# Try it:
When you spot the word "CaseScore" in a line of the data below, copy that line.
*** Opening of Extracted information ***
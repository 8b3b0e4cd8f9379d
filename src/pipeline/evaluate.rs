//! Score stored variants against ground truth and aggregate per project.

use super::{collect_keys, normalize_project_ids, run_parallel};
use crate::aggregate::ProjectAggregator;
use crate::artifact::{project_id_from_dir_name, ArtifactKey, ArtifactStore, VariantKind};
use crate::error::{EvalError, EvalResult};
use crate::lookup::{Corpus, ReferenceSource};
use crate::report::{BatchEvaluationSummary, EvaluationReport, FailedUnit};
use crate::score::{CaseScore, SimilarityScorer, Weights};
use tracing::{info, warn};

#[derive(Debug, Clone, Copy)]
pub struct EvaluateSettings {
    pub weights: Weights,
    pub trend_epsilon: f64,
    /// `Current` or `NoProvide`; the pristine slot works too.
    pub variant: VariantKind,
    /// Recorded in the report; the reference source decides what is read.
    pub corpus: Corpus,
    pub workers: usize,
}

fn score_case(
    store: &ArtifactStore,
    references: &dyn ReferenceSource,
    scorer: &SimilarityScorer,
    key: &ArtifactKey,
    settings: &EvaluateSettings,
) -> CaseScore {
    let inputs = store
        .read_variant(key, settings.variant)
        .and_then(|candidate| Ok((candidate, references.reference(key)?)));
    match inputs {
        Ok((candidate, reference)) => {
            scorer.score(&key.function_id, &candidate, &reference, &settings.weights)
        }
        Err(err) => {
            warn!(artifact = %key, error = %err, "case not scored");
            CaseScore::failed(key.function_id.as_str(), &err)
        }
    }
}

/// Evaluate one project. Only a project that cannot be listed fails.
pub fn evaluate_project(
    store: &ArtifactStore,
    references: &dyn ReferenceSource,
    scorer: &SimilarityScorer,
    project_id: &str,
    settings: &EvaluateSettings,
) -> EvalResult<EvaluationReport> {
    if settings.variant == VariantKind::History {
        return Err(EvalError::Config(
            "history is evaluated with the history command".to_string(),
        ));
    }
    let project_id = project_id_from_dir_name(project_id);
    let keys = store.list_functions(&project_id)?;
    let cases = run_parallel(settings.workers, &keys, |key| {
        score_case(store, references, scorer, key, settings)
    });
    let summary = ProjectAggregator::new(settings.weights, settings.trend_epsilon)
        .aggregate(&project_id, &cases);
    info!(
        project = %project_id,
        cases = summary.case_count,
        failed = summary.failed_count,
        codebleu = summary.average_scores.map(|a| a.codebleu),
        "project evaluated"
    );
    Ok(EvaluationReport::new(summary, settings.variant, settings.corpus, cases))
}

/// Evaluate several projects and summarize them together. The overall
/// averages run over every successfully scored case, not over project means.
pub fn evaluate_projects(
    store: &ArtifactStore,
    references: &dyn ReferenceSource,
    scorer: &SimilarityScorer,
    projects: &[String],
    settings: &EvaluateSettings,
) -> (Vec<EvaluationReport>, BatchEvaluationSummary) {
    let projects = normalize_project_ids(projects);
    let (keys, listing_failures) = collect_keys(store, &projects);
    info!(
        cases = keys.len(),
        metrics = ?scorer.metric_names(),
        variant = ?settings.variant,
        "scoring cases"
    );
    let cases = run_parallel(settings.workers, &keys, |key| {
        score_case(store, references, scorer, key, settings)
    });

    let aggregator = ProjectAggregator::new(settings.weights, settings.trend_epsilon);
    let mut reports = Vec::new();
    let mut summaries = Vec::new();
    for project in &projects {
        if listing_failures.iter().any(|f| &f.id == project) {
            continue;
        }
        let project_cases: Vec<CaseScore> = keys
            .iter()
            .zip(cases.iter())
            .filter(|(key, _)| &key.project_id == project)
            .map(|(_, case)| case.clone())
            .collect();
        let summary = aggregator.aggregate(project, &project_cases);
        summaries.push(summary.clone());
        reports.push(EvaluationReport::new(
            summary,
            settings.variant,
            settings.corpus,
            project_cases,
        ));
    }

    let overall = aggregator.aggregate("overall", &cases);
    let failed: Vec<FailedUnit> = listing_failures;
    info!(
        projects = summaries.len(),
        failed_projects = failed.len(),
        cases = overall.case_count,
        "evaluation finished"
    );
    (reports, BatchEvaluationSummary::new(summaries, overall, failed))
}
*** Close of Extracted information ***
# Answer section:
use crate::score::{CaseScore, SimilarityScorer, Weights};
) -> CaseScore {
            CaseScore::failed(key.function_id.as_str(), &err)
        let project_cases: Vec<CaseScore> = keys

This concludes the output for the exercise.